Biosmog a écrit :
quantat a écrit :
Lao a écrit :
D'accord avec Biosmog
... Et loin de moi de rechercher une "stase" quelconque.
Ca fait longtemps que j'ai adopté cette maxime du Yi King "L'immuable, c'est le changement".
Bien ... alors ajoute à l'équation les milles façons obscures dont les humains trouvent leur jouissance (je parle pas des "petits plaisirs", mais de ce qu'il y a de plus violent dans nos fantasmes)... L'harmonie n'est qu'une façade rassurante - lorsqu'on dépasse un certain seuil de "modernité", et la population qui va avec.
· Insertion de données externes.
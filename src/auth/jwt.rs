use chrono::{Duration, Utc};
use jsonwebtoken::{decode, encode, Algorithm, DecodingKey, EncodingKey, Header, Validation};
use serde::{Deserialize, Serialize};
use uuid::Uuid;

use super::AuthError;
use crate::config::SecurityConfig;
use crate::database::models::User;
use crate::types::UserId;

#[derive(Debug, Clone, Serialize, Deserialize)]
pub struct Claims {
    pub sub: UserId,
    pub email: String,
    pub username: String,
    /// Id of the login session the token belongs to
    pub jti: Uuid,
    pub iat: i64,
    pub exp: i64,
}

/// What a successfully verified token tells the caller
#[derive(Debug, Clone)]
pub struct VerifiedToken {
    pub user_id: UserId,
    pub session_id: Uuid,
    pub email: String,
}

/// Turns a bearer token into a caller identity.
pub trait TokenVerifier: Send + Sync {
    fn verify_token(&self, token: &str) -> Result<VerifiedToken, AuthError>;
}

/// HS256 signing and verification keys derived from the configured secret
#[derive(Clone)]
pub struct JwtKeys {
    encoding: EncodingKey,
    decoding: DecodingKey,
    expiry: Duration,
}

impl JwtKeys {
    pub fn new(secret: &str, expiry_hours: u64) -> Result<Self, AuthError> {
        if secret.is_empty() {
            return Err(AuthError::MissingSecret);
        }
        // One year at most
        let hours = expiry_hours.min(24 * 365) as i64;

        Ok(Self {
            encoding: EncodingKey::from_secret(secret.as_bytes()),
            decoding: DecodingKey::from_secret(secret.as_bytes()),
            expiry: Duration::hours(hours),
        })
    }

    pub fn from_config(security: &SecurityConfig) -> Result<Self, AuthError> {
        Self::new(&security.jwt_secret, security.jwt_expiry_hours)
    }

    /// Lifetime of issued tokens; sessions use the same value
    pub fn expiry(&self) -> Duration {
        self.expiry
    }

    pub fn issue(&self, user: &User, session_id: Uuid) -> Result<String, AuthError> {
        let now = Utc::now();
        let claims = Claims {
            sub: user.id,
            email: user.email.clone(),
            username: user.username.clone(),
            jti: session_id,
            iat: now.timestamp(),
            exp: (now + self.expiry).timestamp(),
        };

        encode(&Header::new(Algorithm::HS256), &claims, &self.encoding)
            .map_err(|e| AuthError::TokenGeneration(e.to_string()))
    }
}

impl TokenVerifier for JwtKeys {
    fn verify_token(&self, token: &str) -> Result<VerifiedToken, AuthError> {
        let validation = Validation::new(Algorithm::HS256);
        let data = decode::<Claims>(token, &self.decoding, &validation)
            .map_err(|e| AuthError::InvalidToken(e.to_string()))?;

        Ok(VerifiedToken {
            user_id: data.claims.sub,
            session_id: data.claims.jti,
            email: data.claims.email,
        })
    }
}

#[cfg(test)]
mod tests {
    use super::*;

    fn user() -> User {
        User {
            id: UserId::generate(),
            username: "ana_dev".to_string(),
            name: "Ana Developer".to_string(),
            email: "ana@example.com".to_string(),
            password_hash: String::new(),
            created_at: Utc::now(),
        }
    }

    #[test]
    fn issued_token_verifies_to_the_same_user_and_session() {
        let keys = JwtKeys::new("test-secret", 1).unwrap();
        let user = user();
        let session = Uuid::new_v4();

        let token = keys.issue(&user, session).unwrap();
        let verified = keys.verify_token(&token).unwrap();

        assert_eq!(verified.user_id, user.id);
        assert_eq!(verified.session_id, session);
        assert_eq!(verified.email, user.email);
    }

    #[test]
    fn token_signed_with_another_secret_is_rejected() {
        let token = JwtKeys::new("one-secret", 1).unwrap().issue(&user(), Uuid::new_v4()).unwrap();
        let result = JwtKeys::new("another-secret", 1).unwrap().verify_token(&token);
        assert!(matches!(result, Err(AuthError::InvalidToken(_))));
    }

    #[test]
    fn empty_secret_is_refused() {
        assert!(matches!(JwtKeys::new("", 1), Err(AuthError::MissingSecret)));
    }
}
use std::sync::Arc;
use validator::Validate;

use super::{Deadline, ListLocks, OwnershipValidator, ReorderingEngine, ServiceError};
use crate::api::{CreateTaskRequest, UpdateTaskRequest};
use crate::auth::IdentityContext;
use crate::database::models::Task;
use crate::store::TaskStore;
use crate::types::{ProjectId, TaskId, TodoListId};

#[derive(Clone)]
pub struct TaskService {
    tasks: Arc<dyn TaskStore>,
    validator: OwnershipValidator,
    engine: ReorderingEngine,
    locks: ListLocks,
    deadline: Deadline,
}

impl TaskService {
    pub fn new(
        tasks: Arc<dyn TaskStore>,
        validator: OwnershipValidator,
        engine: ReorderingEngine,
        locks: ListLocks,
        deadline: Deadline,
    ) -> Self {
        Self {
            tasks,
            validator,
            engine,
            locks,
            deadline,
        }
    }

    /// Append a new, not yet completed task at the end of the list.
    ///
    /// Runs under the list lock, which list and project deletes also take;
    /// if the list went away while this call waited, the insert is
    /// `NotFound` and no task is written.
    pub async fn create(
        &self,
        caller: &dyn IdentityContext,
        project_id: ProjectId,
        todo_list_id: TodoListId,
        request: CreateTaskRequest,
    ) -> Result<Task, ServiceError> {
        request.validate()?;
        self.validator
            .validate_todo_list_ownership(caller, todo_list_id, project_id)
            .await?;

        let _guard = self.locks.lock(todo_list_id).await;
        let existing = self
            .deadline
            .run("task listing", self.tasks.find_by_todo_list_id(todo_list_id))
            .await?;
        let position = i32::try_from(existing.len()).map_err(|_| ServiceError::bad_request("todo list is full"))?;

        let task = Task::new(request.title, request.description, request.due_date, todo_list_id, position);
        let saved = self.deadline.run("task insert", self.tasks.insert(&task)).await?;

        tracing::info!(
            "User {} created task {} in todo list {} at position {}",
            caller.current_user(),
            saved.id,
            todo_list_id,
            position
        );
        Ok(saved)
    }

    /// Tasks of the list ascending by position.
    pub async fn list(
        &self,
        caller: &dyn IdentityContext,
        project_id: ProjectId,
        todo_list_id: TodoListId,
    ) -> Result<Vec<Task>, ServiceError> {
        self.validator
            .validate_todo_list_ownership(caller, todo_list_id, project_id)
            .await?;
        let mut tasks = self
            .deadline
            .run("task listing", self.tasks.find_by_todo_list_id(todo_list_id))
            .await?;
        tasks.sort_by_key(|task| task.position);
        Ok(tasks)
    }

    pub async fn get(
        &self,
        caller: &dyn IdentityContext,
        project_id: ProjectId,
        todo_list_id: TodoListId,
        id: TaskId,
    ) -> Result<Task, ServiceError> {
        self.load(caller, project_id, todo_list_id, id).await
    }

    pub async fn update(
        &self,
        caller: &dyn IdentityContext,
        project_id: ProjectId,
        todo_list_id: TodoListId,
        id: TaskId,
        patch: UpdateTaskRequest,
    ) -> Result<Task, ServiceError> {
        patch.validate()?;
        let mut task = self.load(caller, project_id, todo_list_id, id).await?;

        patch.title.apply_required(&mut task.title);
        patch.description.apply_to(&mut task.description);
        patch.due_date.apply_to(&mut task.due_date);

        let saved = self.deadline.run("task update", self.tasks.update(&task)).await?;
        tracing::info!("User {} updated task {}", caller.current_user(), id);
        Ok(saved)
    }

    pub async fn set_status(
        &self,
        caller: &dyn IdentityContext,
        project_id: ProjectId,
        todo_list_id: TodoListId,
        id: TaskId,
        completed: bool,
    ) -> Result<Task, ServiceError> {
        let mut task = self.load(caller, project_id, todo_list_id, id).await?;
        task.completed = completed;

        let saved = self.deadline.run("task update", self.tasks.update(&task)).await?;
        tracing::info!(
            "User {} marked task {} as {}",
            caller.current_user(),
            id,
            if completed { "completed" } else { "open" }
        );
        Ok(saved)
    }

    /// Delete the task and close the gap it leaves in the list's positions,
    /// both in one store write.
    pub async fn delete(
        &self,
        caller: &dyn IdentityContext,
        project_id: ProjectId,
        todo_list_id: TodoListId,
        id: TaskId,
    ) -> Result<(), ServiceError> {
        self.load(caller, project_id, todo_list_id, id).await?;

        let _guard = self.locks.lock(todo_list_id).await;
        let remaining = self
            .deadline
            .run("task delete", self.tasks.remove(todo_list_id, id))
            .await?;

        tracing::info!(
            "User {} deleted task {} ({} left in todo list {})",
            caller.current_user(),
            id,
            remaining.len(),
            todo_list_id
        );
        Ok(())
    }

    pub async fn reorder(
        &self,
        caller: &dyn IdentityContext,
        project_id: ProjectId,
        todo_list_id: TodoListId,
        ordered_task_ids: &[TaskId],
    ) -> Result<Vec<Task>, ServiceError> {
        self.engine
            .reorder(caller, project_id, todo_list_id, ordered_task_ids)
            .await
    }

    /// Authorize against the list first, so a caller who does not own the
    /// project learns nothing about the task, then check the task itself.
    async fn load(
        &self,
        caller: &dyn IdentityContext,
        project_id: ProjectId,
        todo_list_id: TodoListId,
        id: TaskId,
    ) -> Result<Task, ServiceError> {
        self.validator
            .validate_todo_list_ownership(caller, todo_list_id, project_id)
            .await?;

        let task = self
            .deadline
            .run("task lookup", self.tasks.find_by_id(id))
            .await?
            .ok_or_else(|| ServiceError::not_found(format!("task {}", id)))?;

        if !task.belongs_to(todo_list_id) {
            return Err(ServiceError::invalid_relationship(
                "task does not belong to the given todo list",
            ));
        }
        Ok(task)
    }
}
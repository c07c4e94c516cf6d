use std::sync::Arc;

use super::{Deadline, ServiceError};
use crate::auth::IdentityContext;
use crate::database::models::{Project, TodoList};
use crate::store::{ProjectStore, TodoListStore};
use crate::types::{ProjectId, TodoListId};

/// The single authorization gate.
///
/// Every check walks the chain fresh from the stores and compares the
/// caller with the owner of the root project. Holds no mutable state, so
/// one instance is shared by all requests.
#[derive(Clone)]
pub struct OwnershipValidator {
    projects: Arc<dyn ProjectStore>,
    todo_lists: Arc<dyn TodoListStore>,
    deadline: Deadline,
}

impl OwnershipValidator {
    pub fn new(projects: Arc<dyn ProjectStore>, todo_lists: Arc<dyn TodoListStore>, deadline: Deadline) -> Self {
        Self {
            projects,
            todo_lists,
            deadline,
        }
    }

    /// Load the project and confirm the caller owns it.
    ///
    /// Fails with `NotFound` when the project is absent and `Forbidden` when
    /// somebody else owns it.
    pub async fn validate_project_ownership(
        &self,
        caller: &dyn IdentityContext,
        project_id: ProjectId,
    ) -> Result<Project, ServiceError> {
        let project = self
            .deadline
            .run("project lookup", self.projects.find_by_id(project_id))
            .await?
            .ok_or_else(|| ServiceError::not_found(format!("project {}", project_id)))?;

        let user_id = caller.current_user();
        if !project.is_owned_by(user_id) {
            tracing::warn!("User {} denied access to project {}", user_id, project_id);
            return Err(ServiceError::Forbidden);
        }

        tracing::debug!("User {} owns project {}", user_id, project_id);
        Ok(project)
    }

    /// Load the todo list, confirm it hangs off `project_id`, then confirm
    /// the caller owns that project.
    ///
    /// The relationship check runs before the ownership check, so a list
    /// paired with the wrong project is `InvalidRelationship` for every caller.
    pub async fn validate_todo_list_ownership(
        &self,
        caller: &dyn IdentityContext,
        todo_list_id: TodoListId,
        project_id: ProjectId,
    ) -> Result<TodoList, ServiceError> {
        let todo_list = self
            .deadline
            .run("todo list lookup", self.todo_lists.find_by_id(todo_list_id))
            .await?
            .ok_or_else(|| ServiceError::not_found(format!("todo list {}", todo_list_id)))?;

        if todo_list.project_id != project_id {
            tracing::warn!(
                "Todo list {} does not belong to project {} (caller {})",
                todo_list_id,
                project_id,
                caller.current_user()
            );
            return Err(ServiceError::invalid_relationship(
                "todo list does not belong to the given project",
            ));
        }

        self.validate_project_ownership(caller, project_id).await?;
        Ok(todo_list)
    }
}
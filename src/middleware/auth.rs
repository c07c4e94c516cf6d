use axum::{
    extract::{Request, State},
    http::HeaderMap,
    middleware::Next,
    response::Response,
};
use uuid::Uuid;

use crate::auth::{IdentityContext, VerifiedToken};
use crate::error::ApiError;
use crate::state::AppState;
use crate::types::UserId;

/// Authenticated user context extracted from JWT
#[derive(Clone, Debug)]
pub struct AuthUser {
    pub user_id: UserId,
    pub session_id: Uuid,
    pub email: String,
}

impl From<VerifiedToken> for AuthUser {
    fn from(token: VerifiedToken) -> Self {
        Self {
            user_id: token.user_id,
            session_id: token.session_id,
            email: token.email,
        }
    }
}

impl IdentityContext for AuthUser {
    fn current_user(&self) -> UserId {
        self.user_id
    }
}

/// JWT authentication middleware that validates tokens and extracts user context
///
/// The token must verify and its session must still be active; the
/// resulting `AuthUser` is inserted into the request extensions.
pub async fn jwt_auth_middleware(
    State(state): State<AppState>,
    headers: HeaderMap,
    mut request: Request,
    next: Next,
) -> Result<Response, ApiError> {
    // Extract JWT from Authorization header
    let token = extract_jwt_from_headers(&headers).map_err(ApiError::unauthorized)?;

    // Validate and decode JWT
    let verified = state.verifier.verify_token(&token).map_err(|e| {
        tracing::debug!("Rejected bearer token: {}", e);
        ApiError::unauthorized("Invalid or expired token")
    })?;

    let active = state.sessions.is_active(verified.session_id).await.map_err(|e| {
        tracing::error!("Session lookup failed: {}", e);
        ApiError::service_unavailable("Session store unavailable")
    })?;
    if !active {
        tracing::debug!("Token for revoked session {} presented", verified.session_id);
        return Err(ApiError::unauthorized("Session has ended, please log in again"));
    }

    // Convert token to AuthUser and inject into request
    request.extensions_mut().insert(AuthUser::from(verified));

    Ok(next.run(request).await)
}

/// Extract JWT token from Authorization header
fn extract_jwt_from_headers(headers: &HeaderMap) -> Result<String, String> {
    let auth_header = headers
        .get(axum::http::header::AUTHORIZATION)
        .ok_or_else(|| "Missing Authorization header".to_string())?;

    let auth_str = auth_header
        .to_str()
        .map_err(|_| "Invalid Authorization header format".to_string())?;

    if let Some(token) = auth_str.strip_prefix("Bearer ") {
        if token.trim().is_empty() {
            return Err("Empty JWT token".to_string());
        }
        Ok(token.trim().to_string())
    } else {
        Err("Authorization header must use Bearer token format".to_string())
    }
}

#[cfg(test)]
mod tests {
    use super::*;
    use axum::http::HeaderValue;

    fn headers(value: &str) -> HeaderMap {
        let mut headers = HeaderMap::new();
        headers.insert(axum::http::header::AUTHORIZATION, HeaderValue::from_str(value).unwrap());
        headers
    }

    #[test]
    fn bearer_token_is_extracted() {
        assert_eq!(extract_jwt_from_headers(&headers("Bearer abc.def")).unwrap(), "abc.def");
    }

    #[test]
    fn other_schemes_and_empty_tokens_are_rejected() {
        assert!(extract_jwt_from_headers(&headers("Basic dXNlcg==")).is_err());
        assert!(extract_jwt_from_headers(&headers("Bearer   ")).is_err());
        assert!(extract_jwt_from_headers(&HeaderMap::new()).is_err());
    }
}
Non, l'harmonie n'est certainement pas "que". C'est une valeur social, oui, donc forcément idéaliste dans la forme cristallisée et absolue à laquelle tu veux la réduire (ce qui est piquant pour quelqu'un qui dénonce par ailleurs tout ce qui n'est pas relativiste). Mais c'est aussi une réalité de nos interactions quotidiennes qui ne sont qu'une très faible part issues d'un "contrat" ou même d'un "ajustement" impliquant frustration, manipulation, etc... Ta théorie est étroitement mentaliste et cela ne tient pas puisque ce qui se passe dans la communication n'est pas pour la plus grande part inconscient, mais simplement pas conscient car par saisi:
La plupart de la relation nous échappe simplement parce que nous n'avons pas les yeux ou l'attention pour le voir, mais cette part existe et agit dans la situation: la relation nous transcende en ce sens précis, nous somme obligés d'agir en utilisant des scripts
harmonisés avec les scripts d'autrui, afin d'être simplement "dans le coup" sans avoir toutes les informations.
Ensuite, et surtout, tu ajoutes à cette vision radicalement atomistique de l'être humain, (avec ses pulsions, ses définitions, ses compromis), pour la faire tenir, une position de dévoilement qui tombe de nulle part. Non seulement, d'après toi, nous négocions en permanence notre rapport aux autres, mais nous sommes en plus obligé de nous voiler en permanence la véritable raison de ces négociations.
Tu es sûr que tu ne décris pas plutôt une scène de goûter dans ton asile de fou?
Ta société n'existe que sur le papier ... et n'a jamais existé par ailleurs...
Comparer les sociétés humaines à un goûter dans un asile de fous est sans doute ta meilleure remarque ... même si elle t'a échappée...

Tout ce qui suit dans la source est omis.